Skąd pomysł na Zagadkę? - Któregoś poranka, jeszcze podczas studiów w Krakowie, ot, tak wpadł mi do głowy pomysł: A może by tak zorganizować takie miejsce na Podhalu? - mówi Mateusz Malec. - Długo zastanawiałem się, czy i u nas znajdą się chętni na tego typu rozrywkę. Cichutko powtarzając sobie powiedzenie: „Kto nie ryzykuje, ten nie pije 
szampana”  postanowiłem zacząć
działać.

Znalezienie lokalu nie było wcale łatwą sprawą, nieraz zdarzały się nawet sytuacje, że właściciele rezygnowali z wynajmu widząc młode, niedoświadczone twarze i słysząc propozycję, by ich lokal zmienić na lokal z grami. - Po raz kolejny utwierdziło mnie to w przekonaniu, że nasza społeczność nie do końca wie, jak teraz wyglądają gry planszowe, wielu z nich kojarzy je tylko z Chińczykiem czy Monopoly. Wreszcie udało się znaleźć odpowiedni lokal, obecnie remont jest już w końcowej fazie i czekamy na ostateczne decyzje z urzędów - dodaje.
   

Dzięki wsparciu Nowotarskiego Klubu Fantastyki i wielu życzliwych osób, krok po kroku przygotowują lokal, by gracze czuli się w nim przytulnie, a wszyscy nowi zainteresowani planszówkami chętnie do nowego klubu zaglądali.  - Naszym wielkim marzeniem jest przekonać jak najwięcej osób do spędzania wolnego czasu na wspólnym graniu w gry planszowe. 
 
Zagadka będzie również miejscem dla osób lubiących grać w wszelkiego rodzaju gry RPG. Oprócz tego w lokalu będzie można zjeść dania bufetowe, hot doga czy zapiekankę.  - W przyszłości planujemy też organizować wszelkiego rodzaju konkursy, turnieje i quizy z nagrodami – zapowiada Mateusz Malec, właściciel Zagadki. - Atrakcji na pewno nie zabraknie, czas pokaże, co jeszcze wyobraźnia nam podpowie.
 
- Podjęliśmy współpracę z Zagadką, gdyż bardzo spodobała nam się ta inicjatywa – dodaje Adam Gulbiński z Nowotarskiego Klubu Fantastyki.  - Łączy nas wspólne zamiłowanie do gier planszowych, a ten lokal będzie z pewnością kolejnym miejscem po Miejskim Ośrodku Kultury, gdzie będziemy się spotykać w większym gronie.

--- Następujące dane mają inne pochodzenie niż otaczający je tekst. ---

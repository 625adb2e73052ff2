//! Line-oriented TCP chat server.
//!
//! Run with:
//! ```not_rust
//! cargo run --bin tcp-chat
//! cargo run --bin tcp-chat -- 2525
//! TCP_CHAT_ADMIN_ADDR=127.0.0.1:8080 cargo run --bin tcp-chat
//! ```

use std::sync::Arc;

use clap::Parser;

use tcp_chat_server::{
    bootstrap::Application,
    config::{Launch, ServerConfig, USAGE, parse_positional},
    domain::ChatLogSink,
    infrastructure::log_sink::FileChatLogSink,
};
use tcp_chat_shared::{
    logger::setup_logger,
    time::{Clock, SystemClock},
};

#[derive(Parser, Debug)]
#[command(name = "tcp-chat")]
#[command(about = "Line-oriented TCP chat server", long_about = None)]
struct Args {
    /// Port number to listen on (default: 8989). `help` prints the usage line.
    #[arg(allow_hyphen_values = true)]
    args: Vec<String>,
}

#[tokio::main]
async fn main() {
    // Initialize tracing
    setup_logger(env!("CARGO_BIN_NAME"), "info");

    let args = Args::parse();

    let port = match parse_positional(&args.args) {
        Ok(Launch::Serve(port)) => port,
        Ok(Launch::Usage) => {
            println!("{}", USAGE);
            return;
        }
        Err(e) => {
            tracing::error!("{}", e);
            println!("{}", USAGE);
            std::process::exit(1);
        }
    };

    let config = match ServerConfig::from_env(port) {
        Ok(config) => config,
        Err(e) => {
            tracing::error!("Configuration error: {}", e);
            std::process::exit(1);
        }
    };

    let clock: Arc<dyn Clock> = Arc::new(SystemClock);
    let log_sink: Arc<dyn ChatLogSink> = Arc::new(FileChatLogSink::new(&config.log_path));
    tracing::info!("Chat log: {}", config.log_path);

    let app = Application::build(&config, clock, log_sink);

    // Run the server
    if let Err(e) = app.server.run(&config).await {
        tracing::error!("Server error: {}", e);
        std::process::exit(1);
    }
}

To pierwsze tego typu miejsce na Podhalu i w Nowym Targu! Z pewnością będziemy tam częstymi gośćmi.
 
Organizatorzy wkrótce zapraszają nie tylko tych, którzy tak jak oni, kochają grać w planszówki, ale przede wszystkim tych, którzy chcą się nauczyć w nie grać i poznać ten wspaniały klimat, w którym Zagadkowo można się zająć kształcącą umysłową rozrywką.